The Compensation Committee, in consultation with the Board, will establish the Company's performance goals at the beginning of each year.  The Compensation Committee will award incentive bonuses based on the degree to which corporate performance objectives were met during the year.  The total amount of the target annual incentive payments will range from 10% of an executive's base salary to 100% of base salary, although the Compensation Committee reserves the right to adjust awards at its discretion (including awarding over 100% of base salary in incentive payments).

 

Long Term Incentive Plan

 

Long-term incentive compensation opportunities under the ECP are performance-based. Long-term incentives provided by the Company will consist of equity awards based on achievement of certain corporate targets.
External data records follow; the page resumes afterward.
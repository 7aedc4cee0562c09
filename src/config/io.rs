//! Configuration I/O - Loading and saving configuration
//!
//! Handles reading configuration from files and environment variables.

use std::path::Path;

use super::types::Config;
use crate::error::{Error, Result};

/// Load configuration with layered precedence:
/// 1. Config file if it exists, otherwise defaults
/// 2. Environment variable overrides (includes .env)
pub fn load_config() -> Result<Config> {
    let config_path = super::paths::config_path();

    let mut config = if config_path.exists() {
        load_config_from_path(&config_path)?
    } else {
        Config::default()
    };

    apply_env_overrides(&mut config);

    Ok(config)
}

/// Load configuration from a specific path
pub fn load_config_from_path(path: &Path) -> Result<Config> {
    let content = std::fs::read_to_string(path).map_err(|e| {
        Error::Config(format!("Failed to read config file {}: {}", path.display(), e))
    })?;

    // Detect format by extension
    let config: Config = if path.extension().map_or(false, |ext| ext == "json") {
        json5::from_str(&content).map_err(|e| Error::Config(format!("Invalid JSON config: {}", e)))?
    } else if path.extension().map_or(false, |ext| ext == "toml") {
        toml::from_str(&content).map_err(|e| Error::Config(format!("Invalid TOML config: {}", e)))?
    } else {
        // Try JSON5 first, then TOML
        json5::from_str(&content)
            .or_else(|_| toml::from_str(&content).map_err(|e| Error::Config(e.to_string())))
            .map_err(|e| Error::Config(format!("Failed to parse config: {}", e)))?
    };

    Ok(config)
}

/// Apply environment variable overrides to an existing config.
///
/// Loads `.env` first, then overlays any set variables. Env vars have the
/// highest precedence: defaults < file < env.
pub fn apply_env_overrides(config: &mut Config) {
    dotenvy::dotenv().ok();
    apply_overrides(config, |key| std::env::var(key).ok());
}

/// Apply overrides read through `lookup`. Unparsable values are ignored.
pub(crate) fn apply_overrides<F>(config: &mut Config, lookup: F)
where
    F: Fn(&str) -> Option<String>,
{
    if let Some(id) = lookup("SANDPOOL_INSTANCE_ID") {
        config.pool.instance_id = Some(id);
    }
    if let Some(host) = lookup("DOCKER_HOST") {
        config.container.docker_host = Some(host);
    }
    if let Some(image) = lookup("SANDPOOL_IMAGE") {
        config.container.image = image;
    }
    if let Some(limit) = lookup("SANDPOOL_MEMORY_LIMIT") {
        config.container.memory_limit = limit;
    }
    if let Some(v) = lookup("SANDPOOL_CPU_LIMIT").and_then(|v| v.parse().ok()) {
        config.container.cpu_limit = v;
    }
    if let Some(v) = lookup("SANDPOOL_POOL_SIZE").and_then(|v| v.parse().ok()) {
        config.pool.target_size = v;
    }
    if let Some(v) = lookup("SANDPOOL_MAX_SANDBOXES").and_then(|v| v.parse().ok()) {
        config.pool.max_total = v;
    }
    if let Some(v) = lookup("SANDPOOL_WORKERS").and_then(|v| v.parse().ok()) {
        config.pipeline.workers = v;
    }
    if let Some(v) = lookup("SANDPOOL_PRE_CLEANUP") {
        config.pool.pre_use_validation = parse_flag(&v);
    }
    if let Some(v) = lookup("SANDPOOL_POST_CLEANUP") {
        config.pool.post_use_cleanup = parse_flag(&v);
    }
}

fn parse_flag(value: &str) -> bool {
    matches!(value.trim().to_lowercase().as_str(), "1" | "true" | "yes" | "on")
}

/// Save configuration to a file
pub fn save_config(config: &Config, path: &Path) -> Result<()> {
    let content = if path.extension().map_or(false, |ext| ext == "toml") {
        toml::to_string_pretty(config).map_err(|e| Error::Config(format!("Failed to serialize config: {}", e)))?
    } else {
        serde_json::to_string_pretty(config).map_err(|e| Error::Config(format!("Failed to serialize config: {}", e)))?
    };

    // Ensure parent directory exists
    if let Some(parent) = path.parent() {
        std::fs::create_dir_all(parent)?;
    }

    std::fs::write(path, content)?;
    Ok(())
}
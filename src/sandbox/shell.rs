//! Shell scripts issued inside sandboxes
//!
//! Untrusted bytes never reach a shell as text: they are base64 encoded on
//! this side and decoded by `base64 -d` inside the sandbox. The base64
//! alphabet contains no quote, so single-quoting the payload is enough.

use base64::{engine::general_purpose, Engine as _};

/// Encoded bytes per write command; a multiple of 4 so chunks decode independently
pub const WRITE_CHUNK_CHARS: usize = 64 * 1024;

/// Command that keeps a fresh sandbox alive with its workspace in place
pub fn keepalive_command(workspace: &str) -> Vec<String> {
    vec![
        "sh".to_string(),
        "-c".to_string(),
        format!("mkdir -p {} && tail -f /dev/null", workspace),
    ]
}

/// Wrap a script as `sh -c <script>`
pub fn sh(script: impl Into<String>) -> Vec<String> {
    vec!["sh".to_string(), "-c".to_string(), script.into()]
}

/// Empty the workspace (dotfiles included) and recreate it
pub fn wipe_script(workspace: &str) -> String {
    format!(
        "rm -rf {ws}/* {ws}/.[!.]* {ws}/..?* 2>/dev/null; mkdir -p {ws} && chmod 755 {ws}",
        ws = workspace
    )
}

/// Print `OK` when the workspace exists
pub fn probe_script(workspace: &str) -> String {
    format!("test -d {} && echo OK", workspace)
}

/// Whether a probe's stdout means the sandbox is usable
pub fn probe_passed(stdout: &str) -> bool {
    stdout.trim() == "OK"
}

/// Scripts that write `content` to `path`, in order
///
/// The first script truncates the file, the rest append.
pub fn write_file_scripts(content: &[u8], path: &str) -> Vec<String> {
    let encoded = general_purpose::STANDARD.encode(content);
    if encoded.is_empty() {
        return vec![format!(": > {}", path)];
    }

    encoded
        .as_bytes()
        .chunks(WRITE_CHUNK_CHARS)
        .enumerate()
        .map(|(i, chunk)| {
            // base64 output is ASCII, so every chunk is valid UTF-8
            let chunk = String::from_utf8_lossy(chunk);
            let redirect = if i == 0 { ">" } else { ">>" };
            format!("printf '%s' '{}' | base64 -d {} {}", chunk, redirect, path)
        })
        .collect()
}

/// The run command, reading stdin from `stdin_path` when given
pub fn run_script(run_command: &str, stdin_path: Option<&str>) -> String {
    match stdin_path {
        Some(path) => format!("{} < {}", run_command, path),
        None => run_command.to_string(),
    }
}
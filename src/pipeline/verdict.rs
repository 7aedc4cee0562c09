//! Verdict classification
//!
//! Maps what the steps produced onto exactly one [`Verdict`].

use std::time::Duration;

use crate::error::Error;
use crate::sandbox::CommandOutput;
use crate::types::{ExecutionResult, Verdict};

/// Exit status of a process killed by SIGKILL, which is how the kernel OOM killer ends it
const SIGKILL_EXIT: i64 = 137;

/// What the step driver got to before stopping
#[derive(Debug)]
pub(crate) enum Outcome {
    /// Compilation reported diagnostics; nothing was run
    CompileFailed(CommandOutput),
    /// The program ran to completion
    Ran { output: CommandOutput, elapsed: Duration },
}

/// Whether a compile step failed
///
/// A nonzero exit or any diagnostics on stderr fail it, warnings included.
/// Without an exit status stdout counts as diagnostics too.
pub(crate) fn compile_failed(output: &CommandOutput) -> bool {
    if !output.stderr.trim().is_empty() {
        return true;
    }
    match output.exit_code {
        Some(code) => code != 0,
        None => !output.stdout.trim().is_empty(),
    }
}

/// Verdict for a completed run
pub(crate) fn run_verdict(output: &CommandOutput, memory_markers: &[String]) -> Verdict {
    let out_of_memory = || {
        output.exit_code == Some(SIGKILL_EXIT)
            || memory_markers
                .iter()
                .any(|marker| !marker.is_empty() && output.stderr.contains(marker.as_str()))
    };

    match output.exit_code {
        Some(0) => Verdict::Accepted,
        Some(_) if out_of_memory() => Verdict::MemoryLimitExceeded,
        Some(_) => Verdict::RuntimeError,
        None if out_of_memory() => Verdict::MemoryLimitExceeded,
        // Output without an exit status may be cut short; never grade it
        None => Verdict::InternalError,
    }
}

fn exit_code(output: &CommandOutput) -> i32 {
    output
        .exit_code
        .and_then(|code| i32::try_from(code).ok())
        .unwrap_or(-1)
}

/// Build the result for one submission
///
/// `total` is the time since the request was picked up; it stands in for the
/// run time whenever the run step did not complete.
pub(crate) fn into_result(
    submission_id: &str,
    outcome: Result<Outcome, Error>,
    memory_markers: &[String],
    total: Duration,
) -> ExecutionResult {
    match outcome {
        Ok(Outcome::CompileFailed(output)) => {
            // Diagnostics belong in stderr even when the compiler wrote them to stdout
            let stderr = if output.stderr.trim().is_empty() {
                output.combined_output()
            } else {
                output.stderr.clone()
            };
            ExecutionResult::new(
                submission_id,
                Verdict::CompileError,
                output.stdout.clone(),
                stderr,
                exit_code(&output),
                total,
            )
        }
        Ok(Outcome::Ran { output, elapsed }) => {
            let verdict = run_verdict(&output, memory_markers);
            let code = exit_code(&output);
            ExecutionResult::new(submission_id, verdict, output.stdout, output.stderr, code, elapsed)
        }
        Err(e) if e.is_timeout() => ExecutionResult::new(
            submission_id,
            Verdict::TimeLimitExceeded,
            String::new(),
            e.to_string(),
            -1,
            total,
        ),
        Err(e) => ExecutionResult::new(
            submission_id,
            Verdict::InternalError,
            String::new(),
            e.to_string(),
            -1,
            total,
        ),
    }
}

#[cfg(test)]
mod tests {
    use super::*;

    fn markers() -> Vec<String> {
        vec!["java.lang.OutOfMemoryError".to_string()]
    }

    #[test]
    fn test_compile_failure_detection() {
        assert!(!compile_failed(&CommandOutput::new("", "", 0)));
        assert!(!compile_failed(&CommandOutput::new("compiled\n", "  \n", 0)));
        assert!(compile_failed(&CommandOutput::new("", "", 1)));

        let unknown = CommandOutput {
            stderr: "Main.java:1: error".to_string(),
            ..Default::default()
        };
        assert!(compile_failed(&unknown));
        assert!(!compile_failed(&CommandOutput::default()));
    }

    #[test]
    fn test_compiler_warnings_fail_the_compile() {
        let output = CommandOutput::new("", "Main.java:3: warning: [unchecked] unchecked call", 0);
        assert!(compile_failed(&output));

        let result = into_result("s-1", Ok(Outcome::CompileFailed(output)), &markers(), Duration::ZERO);
        assert_eq!(result.status, Verdict::CompileError);
        assert!(result.stderr.contains("unchecked call"));
        assert_eq!(result.exit_code, 0);
    }

    #[test]
    fn test_missing_exit_status_is_never_accepted() {
        let m = markers();
        let partial = CommandOutput {
            stdout: "partial out".to_string(),
            ..Default::default()
        };
        assert_eq!(run_verdict(&partial, &m), Verdict::InternalError);

        let oom = CommandOutput {
            stderr: "java.lang.OutOfMemoryError".to_string(),
            ..Default::default()
        };
        assert_eq!(run_verdict(&oom, &m), Verdict::MemoryLimitExceeded);

        let result = into_result(
            "s-1",
            Ok(Outcome::Ran { output: partial, elapsed: Duration::from_millis(5) }),
            &m,
            Duration::from_millis(9),
        );
        assert_eq!(result.status, Verdict::InternalError);
        assert_eq!(result.exit_code, -1);
    }

    #[test]
    fn test_run_verdicts() {
        let m = markers();
        assert_eq!(run_verdict(&CommandOutput::new("42\n", "", 0), &m), Verdict::Accepted);
        assert_eq!(run_verdict(&CommandOutput::new("", "boom", 1), &m), Verdict::RuntimeError);
        assert_eq!(run_verdict(&CommandOutput::new("", "", 137), &m), Verdict::MemoryLimitExceeded);
        assert_eq!(
            run_verdict(
                &CommandOutput::new("", "Exception in thread \"main\" java.lang.OutOfMemoryError", 1),
                &m
            ),
            Verdict::MemoryLimitExceeded
        );
    }

    #[test]
    fn test_timeout_maps_to_tle() {
        let err = Error::StepTimeout {
            step: "run".to_string(),
            limit: Duration::from_secs(2),
        };
        let result = into_result("s-1", Err(err), &markers(), Duration::from_millis(2100));
        assert_eq!(result.status, Verdict::TimeLimitExceeded);
        assert_eq!(result.exit_code, -1);
        assert_eq!(result.duration_ms, 2100);
    }

    #[test]
    fn test_other_errors_map_to_internal() {
        let err = Error::SandboxNotFound("judge-pool-a-1".to_string());
        let result = into_result("s-1", Err(err), &markers(), Duration::ZERO);
        assert_eq!(result.status, Verdict::InternalError);
        assert!(result.stderr.contains("judge-pool-a-1"));
    }

    #[test]
    fn test_compile_diagnostics_land_in_stderr() {
        let outcome = Outcome::CompileFailed(CommandOutput::new("Main.java:3: error: ';' expected", "", 1));
        let result = into_result("s-1", Ok(outcome), &markers(), Duration::ZERO);
        assert_eq!(result.status, Verdict::CompileError);
        assert!(result.stderr.contains("';' expected"));
        assert_eq!(result.exit_code, 1);
    }
}
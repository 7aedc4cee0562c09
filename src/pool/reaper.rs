//! Background reaper
//!
//! A single periodic task evicting surplus idle sandboxes. It holds only a
//! weak reference, so a dropped pool stops it too.

use std::sync::Weak;
use std::time::Duration;
use tokio::sync::watch;
use tokio::task::JoinHandle;
use tokio::time::MissedTickBehavior;
use tracing::{debug, info};

use super::SandboxPool;

pub(crate) struct Reaper {
    stop_tx: watch::Sender<bool>,
    handle: JoinHandle<()>,
}

impl Reaper {
    pub fn spawn(pool: Weak<SandboxPool>, period: Duration) -> Self {
        let (stop_tx, mut stop_rx) = watch::channel(false);

        let handle = tokio::spawn(async move {
            let mut interval = tokio::time::interval(period);
            interval.set_missed_tick_behavior(MissedTickBehavior::Delay);

            info!("Reaper started, interval: {:?}", period);

            // Skip the first immediate tick
            interval.tick().await;

            loop {
                tokio::select! {
                    _ = interval.tick() => {
                        let Some(pool) = pool.upgrade() else { break };
                        let evicted = pool.reap().await;
                        if evicted > 0 {
                            info!(evicted, "Reaped idle sandboxes");
                        } else {
                            debug!("Reaper tick: nothing to evict");
                        }
                    }
                    _ = stop_rx.changed() => break,
                }
            }

            info!("Reaper stopped");
        });

        Reaper { stop_tx, handle }
    }

    /// Stop without waiting
    pub fn abort(self) {
        self.handle.abort();
    }

    /// Signal the task and wait for it to finish its current tick
    pub async fn stop(self) {
        let _ = self.stop_tx.send(true);
        let _ = self.handle.await;
    }
}
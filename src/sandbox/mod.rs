//! Sandbox module - Isolated execution units and the commands run inside them
//!
//! - runtime.rs: the capability the pool drives (`SandboxRuntime`)
//! - container.rs: Docker implementation over bollard
//! - executor.rs: bounded-time command execution
//! - shell.rs: the scripts issued inside a sandbox

mod container;
mod executor;
mod runtime;
pub mod shell;

#[cfg(test)]
pub(crate) mod fake;

pub use container::DockerRuntime;
pub use executor::{cap_output, CommandExecutor, Step, TRUNCATION_MARKER};
pub use runtime::{CommandOutput, ResourceLimits, SandboxInfo, SandboxRuntime, SandboxSpec};

use std::sync::Arc;

use crate::config::Config;
use crate::error::Result;

/// Connect the Docker runtime described by `config`
pub async fn connect_runtime(config: &Config) -> Result<Arc<dyn SandboxRuntime>> {
    let runtime = DockerRuntime::connect(&config.container, config.pipeline.max_output_bytes).await?;
    Ok(Arc::new(runtime))
}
The terms of the long-term incentive awards are more fully described below.  The Company may award long-term incentives in the form of restricted stock, stock options and other forms of equity incentives as more fully described in the Company's Long-Term Incentive Plan.  The Compensation Committee believes equity-based performance awards provide an adequate incentive to management to perform well for stockholders.  In addition, equity awards have been an effective means of attracting and retaining management talent.

 

The Company has designed its ECP to ensure that incentive compensation reflects the growth and profitability of the Company.  Each of the equity-based awards offered by the Company is intended to reward specified results. These awards promote a long-term view, reward long-term positive performance of the Company, and are intended to align management's interests with stockholders' interests.

 

Stock Options

 

The ECP includes stock options because the Company believes they serve a valuable purpose in aligning management's interests with stockholders' interests. Because stock options vest over time, they serve not only as an incentive for superior performance, but also as a retention device. The Company generally receives an income tax deduction when an executive exercises a stock option.

 

Restricted Stock Awards 

 

A "Restricted Stock Award" is a grant of shares of company stock in which the recipient's rights in the stock are restricted until the shares either vest or lapse in restrictions.  Such shares of stock are subject to a risk of forfeiture or other restrictions that will lapse upon the achievement of one or more goals relating to completion of service by the recipient, or achievement of performance or other objectives, as determined by the Compensation Committee.

 

For Restricted Stock awards, the Compensation Committee has established a three-year vesting schedule, in equal, sequential, annual installments beginning on the first anniversary of the grant date.

 

Unless otherwise prescribed by existing employment contracts or other agreements, long-term incentives will range from 7.5% to 30% of an executive's base salary.  The Company may also award long-term incentive compensation to other senior managers in amounts ranging from 3.8% to 15% of the manager's base salary.

 

The Company has adopted a form of Restricted Stock Award and form of Option Award, which are attached to this report as Exhibits 10.1 and 10.2 respectively, and incorporated herein by reference.

 

The ECP replaces the Company's previously existing Management Incentive Plan (the "MIP") and Executive Inventive Plan (the "EIP").  The MIP and EIP have been cancelled by the Board in their entirety, unless otherwise prescribed by existing employment agreements.

 

Item 9.01.      Financial Statements and Exhibits.

 

(d)      Exhibits.

 

The following Exhibits are filed with this Form 8-K.

 

Exhibit No.     Description

 

10.1                 Form of Restricted Stock Agreement.

 

10.2                 Form of Stock Option Agreement.

 

 


 

SIGNATURES

 

            Pursuant to the requirements of the Securities Exchange Act of 1934, the registrant has duly caused this report to be signed on its behalf by the undersigned hereunto duly authorized.

 

 

INDUSTRIAL SERVICES OF AMERICA, INC.

 

 

 

 

Date:  March 28, 2012

By:

/s/ Robert Coleman

 

 

Robert Coleman

 

 

Chief Financial Officer

 

 


 

INDEX TO EXHIBITS

 

 

Exhibit No.     Description

 

10.1                 Form of Restricted Stock Agreement.

 

10.2                 Form of Stock Option Agreement.